Reputation: 1777
I have the following scenario. I am using JPA, Spring:
@Autowired
SampleService service;
@Transactional(propagation = Propagation.REQUIRED, rollbackFor = Exception.class)
public void PerformLogic(LogicData data) throws SIASFaultMessage
{
SampleObject so = createSampleObject();
try{
.//do some logic to persist things in data
.
.
persistData(data);
.
.
.
updateSampleObject(so);
}
catch(Exception){
updateSampleObject(so);
throw new SIASFaultMessage();
}
}
@Transactional(propagation = Propagation.REQUIRES_NEW)

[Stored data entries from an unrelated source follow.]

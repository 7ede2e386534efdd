//! Route store subsystem.
//!
//! # Data Flow
//! ```text
//! admin handlers / dispatcher
//!     → route_store.rs (lock, read, mutate, write)
//!     → persistence.rs (JSON document on disk)
//! ```
//!
//! # Design Decisions
//! - The backing file is the source of truth; every operation re-reads it
//! - Mutations run inside one write-locked read-modify-write cycle
//! - Documents are written to a temp file and renamed into place
//! - Opening the store never fails; unreadable state degrades to empty

pub mod persistence;
pub mod route;
pub mod route_store;

use thiserror::Error;

pub use persistence::{PersistenceError, RouteDocument, RouteFile};
pub use route::{NewRoute, RouteDefinition, RouteId, RoutePatch};
pub use route_store::RouteStore;

/// Errors surfaced by route store operations.
#[derive(Debug, Error)]
pub enum StoreError {
    /// No definition carries the requested id.
    #[error("route {0} not found")]
    NotFound(RouteId),

    /// A create or update payload was rejected.
    #[error("{0}")]
    Validation(String),

    /// The highest stored id leaves no room for another one.
    #[error("route id space exhausted after id {0}")]
    IdsExhausted(RouteId),

    /// The backing file could not be read or written.
    #[error(transparent)]
    Persistence(#[from] PersistenceError),
}

impl StoreError {
    pub fn validation(message: impl Into<String>) -> Self {
        Self::Validation(message.into())
    }
}
//! Routing subsystem (the dispatcher).
//!
//! # Data Flow
//! ```text
//! Incoming request (method, path)
//!     → dispatch.rs (fresh read of the route store)
//!     → matcher.rs (admin guard, normalization, first-match scan)
//!     → Stored status/headers/body, or 404 {"error":"Not found"}
//! ```
//!
//! # Design Decisions
//! - Never cached across requests; admin mutations are visible immediately
//! - Read-only consumer of the store
//! - Deterministic: registration order decides between duplicates

pub mod dispatch;
pub mod matcher;

pub use dispatch::dispatch;
pub use matcher::{find_route, is_admin_path, normalize, MatchOutcome, ADMIN_PREFIX};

public createSampleObject()
{
SampleObject so = new SampleObject();
.
.//initialize so
.
service.persist(so);
return so;
}
@Transactional(propagation = Propagation.REQUIRES_NEW)
public updateSampleObject(SampleObject so)
{
service.persist(so);
return so;
}
When everything works fine, data is persisted in database without problems. However, when an exception is thrown, I need that the method updateSampleObject(so) persist the information in the database. This is not what is happening. If an exception is thrown the method updateSampleObject gets rolled back also, which is not what I need. I need that these two methods (createSampleObject and updateSampleObject) get persisted all the time, no matter whether an exception got thrown or not. How can I achieve this?

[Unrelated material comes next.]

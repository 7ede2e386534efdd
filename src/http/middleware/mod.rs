pub mod origin;

pub use origin::{origin_gate, OriginPolicy};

Moreover, if I anotate the methods createSampleObject and updateSampleObject with:
@Transactional(propagation = Propagation.NEVER)
the idea is that an exception is thrown and I get no exception thrown. Where is the problem? Analizing the logs I see this line:
org.springframework.orm.jpa.JpaTransactionManager ==> Creating new transaction with name [com.test.PerformLogic]: PROPAGATION_REQUIRED,ISOLATION_DEFAULT....

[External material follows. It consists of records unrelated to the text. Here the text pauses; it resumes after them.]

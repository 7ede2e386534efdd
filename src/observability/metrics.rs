//! Metrics collection and exposition.
//!
//! # Metrics
//! - `mock_dispatch_total` (counter): dispatched requests by outcome, status
//! - `mock_dispatch_duration_seconds` (histogram): dispatch latency
//! - `mock_admin_operations_total` (counter): admin calls by operation
//! - `mock_store_write_failures_total` (counter): failed persistence writes
//! - `mock_origin_rejected_total` (counter): requests refused by the origin gate

use std::net::SocketAddr;
use std::time::Instant;

use metrics_exporter_prometheus::PrometheusBuilder;

/// Install the Prometheus recorder and its HTTP listener.
pub fn init_metrics(addr: SocketAddr) {
    match PrometheusBuilder::new().with_http_listener(addr).install() {
        Ok(()) => tracing::info!(address = %addr, "Metrics endpoint listening"),
        Err(e) => tracing::error!(address = %addr, error = %e, "Failed to install metrics exporter"),
    }
}

pub fn record_dispatch(outcome: &'static str, status: u16, start_time: Instant) {
    ::metrics::counter!(
        "mock_dispatch_total",
        "outcome" => outcome,
        "status" => status.to_string()
    )
    .increment(1);
    ::metrics::histogram!("mock_dispatch_duration_seconds", "outcome" => outcome)
        .record(start_time.elapsed().as_secs_f64());
}

pub fn record_admin_operation(operation: &'static str) {
    ::metrics::counter!("mock_admin_operations_total", "op" => operation).increment(1);
}

pub fn record_persistence_failure() {
    ::metrics::counter!("mock_store_write_failures_total").increment(1);
}

pub fn record_origin_rejected() {
    ::metrics::counter!("mock_origin_rejected_total").increment(1);
}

which means this transaction is created, but I see no hint of the other transaction.
This is the part of my configuration file for Spring regarding transactions
<bean id="myDataSource"
class="org.springframework.jdbc.datasource.DriverManagerDataSource">
<property name="driverClassName" value="${jdbc.driverClassName}"/>
<property name="url" value="${jdbc.url}"/>
<property name="username" value="${jdbc.username}"/>
<property name="password" value="${jdbc.password}"/>
</bean>
<bean id="entityManagerFactory"
class="org.springframework.orm.jpa.LocalContainerEntityManagerFactoryBean">
<property name="dataSource" ref="myDataSource"/>
<property name="packagesToScan" value="cu.jpa"/>
<property name="persistenceProviderClass" value="org.hibernate.ejb.HibernatePersistence"/>
<property name="jpaProperties">
<props>
<prop key="hibernate.dialect">${hibernate.dialect}</prop>
<prop key="hibernate.show_sql">true</prop>
<prop key="hibernate.hbm2ddl.auto">${hdm2ddl.auto}</prop>
</props>
</property>
<property value="/META-INF/jpa-persistence.xml" name="persistenceXmlLocation"/>
<property name="persistenceUnitName" value="jpaPersistenceUnit"/>
</bean>
<bean id="transactionManager" class="org.springframework.orm.jpa.JpaTransactionManager">
<property name="entityManagerFactory" ref="entityManagerFactory"/>
<property name="nestedTransactionAllowed" value="true" />
</bean>
<tx:annotation-driven transaction-manager="transactionManager"/>
Upvotes: 27
Views: 38437
Reputation: 9031
In certain cases, even if you have service a -> service b
and you have a @Transactional(propagation = Propagation.REQUIRES_NEW)
on the service b
method(which needs to be public
by the way!), locking rows etc may fail.
This is usually if auto-commit: false
is not specified in your spring(usually hikari pool) datasource configuration. The reason is that any select for update
or similar statements are executed immediately and the database does not lock the row.
Upvotes: 0
Reputation: 691635
Spring transactions are proxy-based. Here's thus how it works when bean A causes a transactional of bean B. A has in fact a reference to a proxy, which delegates to the bean B. This proxy is the one which starts and commits/rollbacks the transaction:
A ---> proxy ---> B
In your code, a transactional method of A calls another transactional method of A. So Spring can't intercept the call and start a new transaction. It's a regular method call without any proxy involved.
So, if you want a new transaction to start, the method createSampleObject()
should be in another bean, injected into your current bean.
This is explained with more details in the documentation.
Upvotes: 66
Reputation: 171
Please create a bean for the same class(self) and use bean.api(which requires requires_new). It works.
Upvotes: 0
Reputation: 378
My guess is that since both methods are in the same bean, the Spring's AOP does not have a chance to intercept the create/updateSampleObject method calls. Try moving the methods to a separate bean.